May 27, 2013: Chelsea Clinton, daughter of former U.S. President Bill Clinton, speaks during a launching ceremony of Children’s safe drinking water program in Yangon, Myanmar. (AP/Khin Maung Win)

Chelsea Clinton, daughter of former U.S. President Bill Clinton, attends a launching ceremony of Children’s safe drinking water (CSDW) program in Yangon, Myanmar, Monday, May 27, 2013. Clinton marked the 6 billionth liter of clean water in Myanmar Monday providing water purifier packets to provide safe and clean drinking water. (AP Photo/Khin Maung Win) (The Associated Press)

Chelsea Clinton, daughter of former U.S. President Bill Clinton, listens to a speech with U.S. Ambassador to Myanmar Derek Mitchell, left, during a launching ceremony of Children’s safe drinking water (CSDW) program in Yangon, Myanmar, Monday, May 27, 2013. Clinton marked the 6 billionth liter of clean water in Myanmar Monday providing water purifier packets to provide safe and clean drinking water. (AP Photo/Khin Maung Win) (The Associated Press)

Chelsea Clinton is carrying out some of her father's globe-trotting work in a country where her mother blazed a diplomatic trail — Myanmar.

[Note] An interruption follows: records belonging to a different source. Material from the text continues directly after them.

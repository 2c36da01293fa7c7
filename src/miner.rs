use super::*;

/// Control loop: fetch a template, race the devices on it, submit the winner.
pub struct Miner {
    client: NodeClient,
    orchestrator: Orchestrator,
    coinbase: CoinbaseConfig,
    once: bool,
}

impl Miner {
    pub fn new(client: NodeClient, orchestrator: Orchestrator, coinbase: CoinbaseConfig) -> Self {
        Self {
            client,
            orchestrator,
            coinbase,
            once: false,
        }
    }

    /// Stop after the first accepted block.
    pub fn once(mut self, once: bool) -> Self {
        self.once = once;
        self
    }

    /// Runs until cancelled, or after the first accepted block when `once`
    /// is set. Only fatal configuration and transport errors are returned.
    pub async fn run(mut self, cancel: CancellationToken) -> Result<(), MinerError> {
        info!(
            "Mining against {} with {} device(s)",
            self.client.server(),
            self.orchestrator.devices().len()
        );

        loop {
            let raw = tokio::select! {
                raw = self.client.fetch_template() => raw?,
                _ = cancel.cancelled() => break,
            };

            let template = Arc::new(BlockTemplate::new(raw, &self.coinbase)?);

            info!("New template for {}", template.block_info(None));
            debug!("Coinbase txid {}", template.coinbase_txid());

            let outcome = self.orchestrator.race(template.clone(), None, &cancel).await;

            if cancel.is_cancelled() {
                break;
            }

            let Outcome::Won { device, nonce } = outcome else {
                info!("No block found for height {}", template.height());
                continue;
            };

            info!("{device} solved {}", template.block_info(Some(nonce)));

            let block = template.serialize_block(nonce)?;

            debug!("Block {block}");

            let accepted = tokio::select! {
                accepted = self.client.submit_block(&block) => accepted,
                _ = cancel.cancelled() => break,
            };

            if accepted {
                info!("Block accepted: {}", template.reward_info());

                if self.once {
                    break;
                }
            } else {
                warn!("Lost block {}", template.block_info(Some(nonce)));
            }
        }

        info!("Miner stopped");

        Ok(())
    }
}
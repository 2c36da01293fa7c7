use super::*;

/// A raw template with its coinbase attached. Read-only after construction;
/// a new round always builds a new one.
#[derive(Clone, Debug)]
pub struct BlockTemplate {
    raw: RawTemplate,
    transactions: Vec<TemplateTransaction>,
    merkle_root: TxMerkleNode,
    coinbase_address: Option<Address>,
}

impl BlockTemplate {
    pub fn new(raw: RawTemplate, coinbase: &CoinbaseConfig) -> Result<Self, MinerError> {
        let (coinbase_tx, coinbase_address) = match &raw.coinbase_txn {
            Some(coinbase_txn) => {
                debug!("Using node supplied coinbase {}", coinbase_txn.txid);
                (coinbase_txn.clone(), None)
            }
            None => {
                let address = coinbase.address()?;

                let tx = CoinbaseBuilder::new(address.clone(), raw.height, raw.coinbase_value)
                    .with_message(coinbase.message.clone())
                    .with_witness_commitment(raw.default_witness_commitment.clone())
                    .build()?;

                debug!(
                    "Built coinbase {} paying {} to {address}",
                    tx.compute_txid(),
                    raw.coinbase_value
                );

                (TemplateTransaction::from_transaction(&tx), Some(address))
            }
        };

        let transactions = std::iter::once(coinbase_tx)
            .chain(raw.transactions.iter().cloned())
            .collect::<Vec<TemplateTransaction>>();

        let merkle_root = merkle::merkle_root(
            &transactions
                .iter()
                .map(|tx| tx.txid)
                .collect::<Vec<Txid>>(),
        );

        Ok(Self {
            raw,
            transactions,
            merkle_root,
            coinbase_address,
        })
    }

    pub fn raw(&self) -> &RawTemplate {
        &self.raw
    }

    pub fn height(&self) -> u64 {
        self.raw.height
    }

    pub fn merkle_root(&self) -> TxMerkleNode {
        self.merkle_root
    }

    /// Every transaction in block order, coinbase first.
    pub fn transactions(&self) -> &[TemplateTransaction] {
        &self.transactions
    }

    pub fn coinbase_txid(&self) -> Txid {
        self.transactions[0].txid
    }

    /// The 80-byte header. A missing nonce packs as zero.
    pub fn header(&self, nonce: Option<Nonce>) -> [u8; 80] {
        let mut header = [0u8; 80];

        LittleEndian::write_i32(&mut header[0..4], self.raw.version.to_consensus());
        header[4..36].copy_from_slice(self.raw.previous_block_hash.as_byte_array());
        header[36..68].copy_from_slice(self.merkle_root.as_byte_array());
        LittleEndian::write_u32(&mut header[68..72], self.raw.current_time);
        LittleEndian::write_u32(&mut header[72..76], self.raw.bits.to_consensus());
        header[76..80].copy_from_slice(&nonce.unwrap_or_default().to_le_bytes());

        header
    }

    pub fn midstate(&self) -> [u8; 32] {
        hash::midstate(&self.header(None))
    }

    /// Header hash, big-endian, comparable with [`Self::target_hash`].
    pub fn header_hash(&self, nonce: Nonce) -> [u8; 32] {
        let mut hash = hash::sha256d(&self.header(Some(nonce)));
        hash.reverse();
        hash
    }

    pub fn block_hash(&self, nonce: Nonce) -> BlockHash {
        BlockHash::from_byte_array(hash::sha256d(&self.header(Some(nonce))))
    }

    pub fn target_hash(&self) -> [u8; 32] {
        self.raw.target.to_be_bytes()
    }

    pub fn meets_target(&self, nonce: Nonce) -> bool {
        self.header_hash(nonce) <= self.target_hash()
    }

    /// Hex encoded block, ready for `submitblock`.
    pub fn serialize_block(&self, nonce: Nonce) -> Result<String, MinerError> {
        let mut block = self.header(Some(nonce)).to_vec();

        block.extend(consensus::serialize(&VarInt(self.transactions.len() as u64)));

        for tx in &self.transactions {
            let data = tx
                .data
                .as_ref()
                .ok_or(MinerError::MissingTransactionData { txid: tx.txid })?;

            block.extend_from_slice(data);
        }

        Ok(hex::encode(block))
    }

    pub fn block_info(&self, nonce: Option<Nonce>) -> String {
        match nonce {
            Some(nonce) => format!(
                "<Block [height={}, header_hash={}]>",
                self.raw.height,
                hex::encode(self.header_hash(nonce))
            ),
            None => format!("<Block [height={}]>", self.raw.height),
        }
    }

    pub fn reward_info(&self) -> String {
        format!(
            "<Reward 'Block#{}' [reward={} sat, coinbase_address={}, txid={}]>",
            self.raw.height,
            self.raw.coinbase_value.to_sat(),
            self.coinbase_address
                .as_ref()
                .map(|address| address.to_string())
                .unwrap_or_else(|| "node supplied".into()),
            self.coinbase_txid()
        )
    }
}
use super::*;

#[derive(Debug, Parser)]
pub struct SettingsCmd;

impl SettingsCmd {
    pub async fn run(self, settings: Settings) -> Result {
        println!("{}", serde_json::to_string_pretty(&settings)?);
        Ok(())
    }
}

She represented former President Bill Clinton's Clinton Global Initiative at a Monday ceremony bringing its Children's Safe Drinking Water initiative to the Southeast Asian nation. The program provides water purification packets to areas with unsafe water supplies. The project's organizers say access to safe drinking water is poor in rural Myanmar due to pollution.

Myanmar would have been denied such help a few years ago because it was shunned by the United States for its undemocratic military rule. But as secretary of state, Hillary Rodham Clinton helped nudge an elected Myanmar government toward democratic reforms, making a groundbreaking visit in 2011.